Berawal sekitar kira-kira 2 tahun lalu bertemu dengan seorang gadis di sosial media.. pdkt terus jadian.. selama 2 tahun lebih pacaran ga pernah yang namanya berantem, ya paling-paling cuma ngambek sebentar, terus baikan lagi. Pacaran dibilang harmonis sampe terakhir komunikasi.

Selalu bersabar dalam menjalani hubungan karena kira-kira setaun yang lalu sang pacar yang kini telah menjadi mantan mengalami sakit kanker rahim turunan dan harus berhenti kerja & berobat alternatif di daerah sukabumi dikarenakan jikalau operasi biayanya tidak menyanggupi.

Sebelum dia berangkat untuk berobat dia menceritakan masalahnya kepada saya dan bilang kepada saya "tolong jangan tinggalin saya". Disitu saya tersentuh dan tak pernah ninggalin dia.. Di setiap bulannya saya selalu bantu dia dalam segi keuangan semampu saya untuk membantu sampai saya rela ga punya baju baru celana baru sepatu baru, hidup bener-bener prihatin demi bisa membantu dia. Hampir selama 8 bulan dia sakit sampai sembuh dan bisa kerja lagi saya bantu sedikit kondisi keuangannya.

Setelah lebaran kondisi berbalik susah buat saya (cobaan). Perusahaan tempat saya kerja bangkrut dan saya menganggur. Entah kenapa saat itu susah sekali cari kerja dan akhirnya saya hanya mendapatkan penghasilan dari online freelancer untuk memenuhi kebutuhan hidup dan supaya bisa jalan dengan dia menghibur dirinya. Waktu itu sangat sulit keadaannya pas-pasan walau pada akhirnya seiring waktu saya mendapatkan yang lumayan besar.

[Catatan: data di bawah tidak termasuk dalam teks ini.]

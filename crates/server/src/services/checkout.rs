//! Checkout orchestrator.
//!
//! Initiation reads a cart snapshot, computes the total, mints an order
//! reference, and asks the gateway for a payment link. Verification takes
//! the gateway's authoritative answer and materializes the receipt - at
//! most once per order reference, however many times the gateway retries
//! the callback.

use grandeur_core::{Email, OrderRef, UserId, order_total};
use serde::Serialize;
use sqlx::PgPool;
use thiserror::Error;

use crate::config::PaymentsConfig;
use crate::db::{CartRepository, ReceiptRepository, RepositoryError, UserRepository};
use crate::models::{CartLine, NewReceipt, NewReceiptItem, ReceiptBundle, User};
use crate::payments::{
    CustomerInfo, GatewayError, InitiatePaymentRequest, PaymentGateway, PaymentMeta,
};

/// Errors from checkout operations.
#[derive(Debug, Error)]
pub enum CheckoutError {
    /// The user does not resolve (by email at initiation, by the
    /// round-tripped id at verification).
    #[error("user {0} does not exist")]
    UserNotFound(String),

    /// The user has no cart, or it is empty.
    #[error("cart does not exist for user {0}")]
    CartNotFound(UserId),

    /// Verification called without a transaction id.
    #[error("transaction id is missing")]
    MissingTransactionId,

    /// The gateway answered, but the transaction did not reach the
    /// terminal success state. Distinct from a gateway failure; the
    /// observed status is surfaced to the caller.
    #[error("payment not successful (status: {status})")]
    PaymentNotSuccessful {
        /// The status the gateway reported.
        status: String,
    },

    /// The gateway was unreachable, rejected the call, or returned an
    /// undecodable response.
    #[error(transparent)]
    Gateway(#[from] GatewayError),

    /// Storage failure.
    #[error(transparent)]
    Repository(#[from] RepositoryError),
}

/// Result of a successful initiation: where to send the customer, and the
/// reference that will come back through the gateway's metadata.
#[derive(Debug, Clone, Serialize)]
pub struct CheckoutSession {
    /// Hosted payment page for the customer.
    pub payment_link: String,
    /// The order reference minted for this checkout.
    pub order_ref: OrderRef,
}

/// Result of a successful verification.
#[derive(Debug, Clone, Serialize)]
pub struct VerifiedReceipt {
    /// The receipt with its frozen line items.
    #[serde(flatten)]
    pub bundle: ReceiptBundle,
    /// False when the receipt already existed (an idempotent replay).
    pub newly_created: bool,
}

/// Freeze cart lines into receipt line-item snapshots.
#[must_use]
pub fn snapshot_items(lines: &[CartLine]) -> Vec<NewReceiptItem> {
    lines
        .iter()
        .map(|line| NewReceiptItem {
            product_id: line.product.id,
            name: line.product.name.clone(),
            unit_price: line.product.price,
            image: line.product.image.clone(),
            quantity: line.quantity,
            line_total: line.line_total(),
        })
        .collect()
}

/// Orchestrates checkout initiation and verification against a payment
/// gateway.
pub struct CheckoutService<'a, G> {
    pool: &'a PgPool,
    gateway: &'a G,
    payments: &'a PaymentsConfig,
}

impl<'a, G: PaymentGateway> CheckoutService<'a, G> {
    /// Create a new checkout service.
    #[must_use]
    pub const fn new(pool: &'a PgPool, gateway: &'a G, payments: &'a PaymentsConfig) -> Self {
        Self {
            pool,
            gateway,
            payments,
        }
    }

    /// Start a checkout: compute the cart total, mint an order reference,
    /// and request a payment link from the gateway.
    ///
    /// # Errors
    ///
    /// - `UserNotFound` if the email does not resolve
    /// - `CartNotFound` if the user has no cart or it is empty
    /// - `Gateway` if the gateway rejects the request or is unreachable
    pub async fn initiate(&self, email: &Email) -> Result<CheckoutSession, CheckoutError> {
        let user = UserRepository::new(self.pool)
            .get_by_email(email)
            .await?
            .ok_or_else(|| CheckoutError::UserNotFound(email.to_string()))?;

        let carts = CartRepository::new(self.pool);
        let cart = carts
            .find_by_user(user.id)
            .await?
            .ok_or(CheckoutError::CartNotFound(user.id))?;

        let items = carts.items_with_products(cart.id).await?;
        if items.is_empty() {
            return Err(CheckoutError::CartNotFound(user.id));
        }

        let total = order_total(items.iter().map(|line| (line.product.price, line.quantity)));
        let order_ref = OrderRef::generate();

        let request = InitiatePaymentRequest {
            order_ref,
            amount: total,
            currency: self.payments.currency,
            redirect_url: self.payments.redirect_url.clone(),
            customer: CustomerInfo {
                name: user.full_name(),
                email: user.email.to_string(),
                phone: user.phone.clone(),
            },
            // Round-trips through the gateway; verification recovers the
            // user and order from it.
            meta: PaymentMeta {
                user_id: user.id,
                order_ref,
            },
        };

        let payment_link = self.gateway.initiate(&request).await?;

        tracing::info!(user_id = %user.id, %order_ref, %total, "payment initiated");

        Ok(CheckoutSession {
            payment_link,
            order_ref,
        })
    }

    /// Verify a transaction and materialize its receipt exactly once.
    ///
    /// A repeat call for an already-verified order returns the existing
    /// receipt with `newly_created = false` - the gateway may retry the
    /// callback, and a replay must never create a second receipt.
    ///
    /// # Errors
    ///
    /// - `MissingTransactionId` for an empty transaction id
    /// - `Gateway` if the verify call fails or its metadata is invalid
    /// - `PaymentNotSuccessful` if the transaction is not in the terminal
    ///   success state
    /// - `UserNotFound` / `CartNotFound` if the round-tripped ids do not
    ///   resolve
    pub async fn verify(&self, transaction_id: &str) -> Result<VerifiedReceipt, CheckoutError> {
        if transaction_id.trim().is_empty() {
            return Err(CheckoutError::MissingTransactionId);
        }

        let transaction = self.gateway.verify(transaction_id).await?;

        if !transaction.is_successful() {
            return Err(CheckoutError::PaymentNotSuccessful {
                status: transaction.status,
            });
        }

        let PaymentMeta { user_id, order_ref } = transaction.meta;

        let user = UserRepository::new(self.pool)
            .get_by_id(user_id)
            .await?
            .ok_or_else(|| CheckoutError::UserNotFound(user_id.to_string()))?;

        let receipts = ReceiptRepository::new(self.pool);

        // Replay check first: once a receipt exists, the state of the cart
        // is irrelevant.
        if let Some(existing) = receipts.find_by_order_ref(order_ref).await? {
            tracing::info!(%order_ref, "payment already verified");
            return Ok(VerifiedReceipt {
                bundle: existing,
                newly_created: false,
            });
        }

        let carts = CartRepository::new(self.pool);
        let cart = carts
            .find_by_user(user.id)
            .await?
            .ok_or(CheckoutError::CartNotFound(user.id))?;

        let items = carts.items_with_products(cart.id).await?;
        if items.is_empty() {
            return Err(CheckoutError::CartNotFound(user.id));
        }

        let new_receipt = build_receipt(&user, order_ref, transaction_id, &transaction);
        let new_items = snapshot_items(&items);

        match receipts.create_with_items(&new_receipt, &new_items).await {
            Ok(bundle) => {
                tracing::info!(%order_ref, receipt_id = %bundle.receipt.id, "receipt created");
                Ok(VerifiedReceipt {
                    bundle,
                    newly_created: true,
                })
            }
            // A concurrent verification inserted first; its receipt is the
            // one true record for this order.
            Err(RepositoryError::Conflict(_)) => {
                let existing = receipts
                    .find_by_order_ref(order_ref)
                    .await?
                    .ok_or(CheckoutError::Repository(RepositoryError::NotFound))?;
                tracing::info!(%order_ref, "lost receipt insert race, returning existing");
                Ok(VerifiedReceipt {
                    bundle: existing,
                    newly_created: false,
                })
            }
            Err(e) => Err(e.into()),
        }
    }
}

fn build_receipt(
    user: &User,
    order_ref: OrderRef,
    transaction_id: &str,
    transaction: &crate::payments::VerifiedTransaction,
) -> NewReceipt {
    NewReceipt {
        order_ref,
        user_id: user.id,
        customer_name: user.full_name(),
        customer_email: user.email.to_string(),
        customer_phone: user.phone.clone(),
        amount: transaction.amount,
        transaction_id: transaction_id.to_owned(),
        status: transaction.status.clone(),
    }
}

#[cfg(test)]
#[allow(clippy::unwrap_used)]
mod tests {
    use super::*;
    use crate::models::Product;
    use grandeur_core::ProductId;
    use rust_decimal::Decimal;
    use std::str::FromStr;

    fn line(id: i32, price: &str, quantity: i32) -> CartLine {
        CartLine {
            product: Product {
                id: ProductId::new(id),
                name: format!("product-{id}"),
                price: Decimal::from_str(price).unwrap(),
                image: Some(format!("https://img.grandeur.shop/{id}.jpg")),
            },
            quantity,
            selected_size: None,
            selected_color: None,
        }
    }

    #[test]
    fn test_snapshot_preserves_line_totals() {
        let lines = [line(1, "10.00", 2), line(2, "5.50", 3)];
        let snapshots = snapshot_items(&lines);

        assert_eq!(snapshots.len(), 2);
        assert_eq!(
            snapshots.first().unwrap().line_total,
            Decimal::from_str("20.00").unwrap()
        );
        assert_eq!(
            snapshots.get(1).unwrap().line_total,
            Decimal::from_str("16.50").unwrap()
        );

        let combined: Decimal = snapshots.iter().map(|s| s.line_total).sum();
        assert_eq!(combined, Decimal::from_str("36.50").unwrap());
    }

    #[test]
    fn test_snapshot_copies_product_fields() {
        let lines = [line(9, "1.00", 1)];
        let snapshots = snapshot_items(&lines);
        let snapshot = snapshots.first().unwrap();

        assert_eq!(snapshot.product_id, ProductId::new(9));
        assert_eq!(snapshot.name, "product-9");
        assert_eq!(snapshot.unit_price, Decimal::from_str("1.00").unwrap());
        assert_eq!(
            snapshot.image.as_deref(),
            Some("https://img.grandeur.shop/9.jpg")
        );
    }

    #[test]
    fn test_snapshot_empty_cart() {
        assert!(snapshot_items(&[]).is_empty());
    }
}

Waktu kondisi terbalik pada saat saya sedang susah (cobaan), pacar saya yang sekarang sudah jadi mantan ternyata diam-diam selingkuh.. Awal kecurigaan saya sewaktu saya tidak boleh melihat isi dari handphone dia, dan selama pacaran dia belum pernah pasang dp pasangan berdua, padahal koleksi foto berdua cukup banyak. Alasannya bla bla bla..., saya masih positif thinking karena hati & perasaan sayang. Sifatnya yang jelek bisa membuat saya bersabar & mengalah karena rasa sayang.

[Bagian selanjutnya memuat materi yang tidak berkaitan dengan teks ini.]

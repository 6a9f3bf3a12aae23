//! Flutterwave API client.
//!
//! Implements [`PaymentGateway`] against the Flutterwave v3 REST API:
//! `POST /payments` to obtain a hosted payment link and
//! `GET /transactions/{id}/verify` for the authoritative outcome.
//!
//! Every response arrives in an envelope `{status, message, data}`; an
//! envelope whose `status` is not `"success"` is a gateway rejection even
//! when the HTTP status is 2xx.

use reqwest::header::{AUTHORIZATION, HeaderMap, HeaderValue};
use rust_decimal::Decimal;
use secrecy::ExposeSecret;
use serde::{Deserialize, Serialize};
use tracing::instrument;

use crate::config::PaymentsConfig;

use super::{GatewayError, InitiatePaymentRequest, PaymentGateway, PaymentMeta, VerifiedTransaction};

/// Hosted-payment-page branding sent with every initiation.
const PAYMENT_TITLE: &str = "Grandeur";
const PAYMENT_DESCRIPTION: &str = "Payment for items in cart";

/// Flutterwave API client.
#[derive(Clone)]
pub struct FlutterwaveClient {
    client: reqwest::Client,
    base_url: String,
}

impl FlutterwaveClient {
    /// Create a new Flutterwave client.
    ///
    /// The underlying HTTP client carries the bearer credential and a
    /// request timeout; an expired timeout surfaces as `GatewayError::Http`.
    ///
    /// # Errors
    ///
    /// Returns error if the HTTP client fails to build or the secret key
    /// is not a valid header value.
    pub fn new(config: &PaymentsConfig) -> Result<Self, GatewayError> {
        let mut headers = HeaderMap::new();

        let auth_value = format!("Bearer {}", config.secret_key.expose_secret());
        let mut auth_header = HeaderValue::from_str(&auth_value)
            .map_err(|e| GatewayError::Parse(format!("invalid secret key format: {e}")))?;
        auth_header.set_sensitive(true);
        headers.insert(AUTHORIZATION, auth_header);

        let client = reqwest::Client::builder()
            .default_headers(headers)
            .timeout(config.timeout)
            .build()?;

        Ok(Self {
            client,
            base_url: config.base_url.clone(),
        })
    }
}

impl PaymentGateway for FlutterwaveClient {
    #[instrument(skip(self, request), fields(order_ref = %request.order_ref))]
    async fn initiate(&self, request: &InitiatePaymentRequest) -> Result<String, GatewayError> {
        let url = format!("{}/payments", self.base_url);

        let payload = PaymentPayload {
            tx_ref: request.order_ref.to_string(),
            amount: request.amount,
            currency: request.currency.code(),
            redirect_url: &request.redirect_url,
            customer: CustomerPayload {
                email: &request.customer.email,
                name: &request.customer.name,
                phonenumber: request.customer.phone.as_deref(),
            },
            meta: request.meta,
            customizations: Customizations {
                title: PAYMENT_TITLE,
                description: PAYMENT_DESCRIPTION,
            },
        };

        let response = self.client.post(&url).json(&payload).send().await?;
        let data: InitiateData = read_envelope(response).await?;

        Ok(data.link)
    }

    #[instrument(skip(self))]
    async fn verify(&self, transaction_id: &str) -> Result<VerifiedTransaction, GatewayError> {
        let url = format!("{}/transactions/{transaction_id}/verify", self.base_url);

        let response = self.client.get(&url).send().await?;
        let data: VerifyData = read_envelope(response).await?;

        let meta = parse_meta(data.meta)?;

        Ok(VerifiedTransaction {
            status: data.status,
            amount: data.amount,
            currency: data.currency,
            meta,
        })
    }
}

/// Unwrap a Flutterwave response envelope, converting HTTP failures and
/// non-success envelopes into `Rejected`.
async fn read_envelope<T: serde::de::DeserializeOwned>(
    response: reqwest::Response,
) -> Result<T, GatewayError> {
    let http_status = response.status();
    let body = response.text().await?;

    let envelope: Envelope<T> = serde_json::from_str(&body)
        .map_err(|e| GatewayError::Parse(format!("malformed envelope: {e}")))?;

    if !http_status.is_success() || envelope.status != "success" {
        return Err(GatewayError::Rejected {
            http_status: http_status.as_u16(),
            message: envelope
                .message
                .unwrap_or_else(|| "payment gateway rejected the request".to_owned()),
        });
    }

    envelope
        .data
        .ok_or_else(|| GatewayError::Parse("success envelope without data".to_owned()))
}

/// Decode the round-tripped metadata defensively: a missing or malformed
/// meta object is a gateway error, never a panic.
fn parse_meta(meta: Option<serde_json::Value>) -> Result<PaymentMeta, GatewayError> {
    let value = meta.ok_or_else(|| GatewayError::InvalidMetadata("meta is missing".to_owned()))?;
    serde_json::from_value(value).map_err(|e| GatewayError::InvalidMetadata(e.to_string()))
}

// =============================================================================
// Wire Types
// =============================================================================

#[derive(Serialize)]
struct PaymentPayload<'a> {
    tx_ref: String,
    amount: Decimal,
    currency: &'a str,
    redirect_url: &'a str,
    customer: CustomerPayload<'a>,
    meta: PaymentMeta,
    customizations: Customizations<'a>,
}

#[derive(Serialize)]
struct CustomerPayload<'a> {
    email: &'a str,
    name: &'a str,
    #[serde(skip_serializing_if = "Option::is_none")]
    phonenumber: Option<&'a str>,
}

#[derive(Serialize)]
struct Customizations<'a> {
    title: &'a str,
    description: &'a str,
}

/// Every Flutterwave response: `{status, message, data}`.
#[derive(Deserialize)]
struct Envelope<T> {
    status: String,
    message: Option<String>,
    data: Option<T>,
}

#[derive(Deserialize)]
struct InitiateData {
    link: String,
}

#[derive(Deserialize)]
struct VerifyData {
    status: String,
    amount: Decimal,
    currency: String,
    meta: Option<serde_json::Value>,
}

#[cfg(test)]
#[allow(clippy::unwrap_used)]
mod tests {
    use super::*;
    use grandeur_core::{OrderRef, UserId};
    use std::str::FromStr;

    #[test]
    fn test_initiate_envelope_deserializes() {
        let body = r#"{
            "status": "success",
            "message": "Hosted Link",
            "data": { "link": "https://checkout.flutterwave.com/v3/hosted/pay/abc123" }
        }"#;
        let envelope: Envelope<InitiateData> = serde_json::from_str(body).unwrap();
        assert_eq!(envelope.status, "success");
        assert!(envelope.data.unwrap().link.contains("hosted/pay"));
    }

    #[test]
    fn test_verify_envelope_deserializes() {
        let order_ref = OrderRef::generate();
        let body = format!(
            r#"{{
                "status": "success",
                "message": "Transaction fetched successfully",
                "data": {{
                    "status": "successful",
                    "amount": 36.5,
                    "currency": "NGN",
                    "meta": {{ "userId": 4, "order_id": "{order_ref}" }}
                }}
            }}"#
        );
        let envelope: Envelope<VerifyData> = serde_json::from_str(&body).unwrap();
        let data = envelope.data.unwrap();
        assert_eq!(data.status, "successful");
        assert_eq!(data.amount, Decimal::from_str("36.5").unwrap());

        let meta = parse_meta(data.meta).unwrap();
        assert_eq!(meta.user_id, UserId::new(4));
        assert_eq!(meta.order_ref, order_ref);
    }

    #[test]
    fn test_parse_meta_missing() {
        let err = parse_meta(None).unwrap_err();
        assert!(matches!(err, GatewayError::InvalidMetadata(_)));
    }

    #[test]
    fn test_parse_meta_malformed() {
        let value = serde_json::json!({ "userId": "not-a-number" });
        let err = parse_meta(Some(value)).unwrap_err();
        assert!(matches!(err, GatewayError::InvalidMetadata(_)));
    }

    #[test]
    fn test_parse_meta_bad_order_ref() {
        let value = serde_json::json!({ "userId": 4, "order_id": "not-a-uuid" });
        let err = parse_meta(Some(value)).unwrap_err();
        assert!(matches!(err, GatewayError::InvalidMetadata(_)));
    }

    #[test]
    fn test_payment_payload_shape() {
        let payload = PaymentPayload {
            tx_ref: "ref-1".to_owned(),
            amount: Decimal::from_str("100.00").unwrap(),
            currency: "NGN",
            redirect_url: "https://grandeur.shop/thankyou",
            customer: CustomerPayload {
                email: "ada@example.com",
                name: "Ada Lovelace",
                phonenumber: None,
            },
            meta: PaymentMeta {
                user_id: UserId::new(4),
                order_ref: OrderRef::generate(),
            },
            customizations: Customizations {
                title: PAYMENT_TITLE,
                description: PAYMENT_DESCRIPTION,
            },
        };

        let json = serde_json::to_value(&payload).unwrap();
        assert_eq!(json["tx_ref"], "ref-1");
        assert_eq!(json["currency"], "NGN");
        assert_eq!(json["customer"]["email"], "ada@example.com");
        // Absent phone numbers are omitted, not sent as null
        assert!(json["customer"].get("phonenumber").is_none());
        assert_eq!(json["meta"]["userId"], 4);
    }
}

Selama pacaran, semua komunikasi baik & harmonis ga ada kata berantem sama sekali hingga muncul satu keanehan. Banyak w.a dari dia yang seperti salah kirim ga nyambung tapi dia masih bilang sayang seperti biasa dan pada akhirnya ga pernah w.a lagi. Kata "ya sayang" adalah kata-kata w.a terakhir yang dia kirimkan sebelum dia menghilang. Saya coba kirim pesan namun tak pernah berbalas yang membuat saya bertanya-tanya kenapa gerangan?

2 minggu kemudian terbongkarlah di instagram yang ternyata pacar saya yang sekarang mantan sudah punya pacar lagi. Mungkin ibarat pepatah Sepintar-pintarnya bangkai ditutupi, baunya tetap tercium juga. Berikut penampakan sang mantan yang tidak punya hati dengan pacar barunya (waktu itu status kita masih pacaran gantung belum putus).

Disitu saya merasa hancur, seseorang yang ketika sakit saya bantu, saya rawat moralnya, saya sayangi dengan tulus, saya terima dengan apa adanya, setelah sembuh kemudian membuang saya ke tempat sampah. Apa yang saya perjuangkan selama ini berakhir dengan sia-sia. Saya coba melawan rasa sakit di dada, terus saya lawan tapi terasa sakit seperti ada yang menekan di dada, dalam hati ini berkata pantaskah yang dia perbuat?